Stored data entries:
────────────────────

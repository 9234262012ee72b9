//! Coupon management commands.
//!
//! ```bash
//! outfitter coupon create -c SPRING10 -a 10.00
//! outfitter coupon list
//! ```

use outfitter_core::{Coupon, Money};
use outfitter_storefront::db::CouponRepository;

use super::{CliError, connect};

/// Create a fixed-amount coupon.
pub async fn create(code: &str, amount: Money) -> Result<Coupon, CliError> {
    let pool = connect().await?;
    let coupon = CouponRepository::new(&pool).create(code, amount).await?;

    tracing::info!(
        "Coupon created! ID: {}, Code: {}, Amount: {}",
        coupon.id,
        coupon.code,
        coupon.amount
    );
    Ok(coupon)
}

/// Log every coupon.
pub async fn list() -> Result<(), CliError> {
    let pool = connect().await?;
    let coupons = CouponRepository::new(&pool).list().await?;

    tracing::info!("{} coupon(s)", coupons.len());
    for coupon in coupons {
        tracing::info!("  {:>6}  {:<15} {}", coupon.id, coupon.code, coupon.amount);
    }
    Ok(())
}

────────────────────

=== WHAT TO DO ===
Each line in the data that holds the word "list" must be copied.

=== TASK ANSWER ===
//! outfitter coupon list
pub async fn list() -> Result<(), CliError> {
    let coupons = CouponRepository::new(&pool).list().await?;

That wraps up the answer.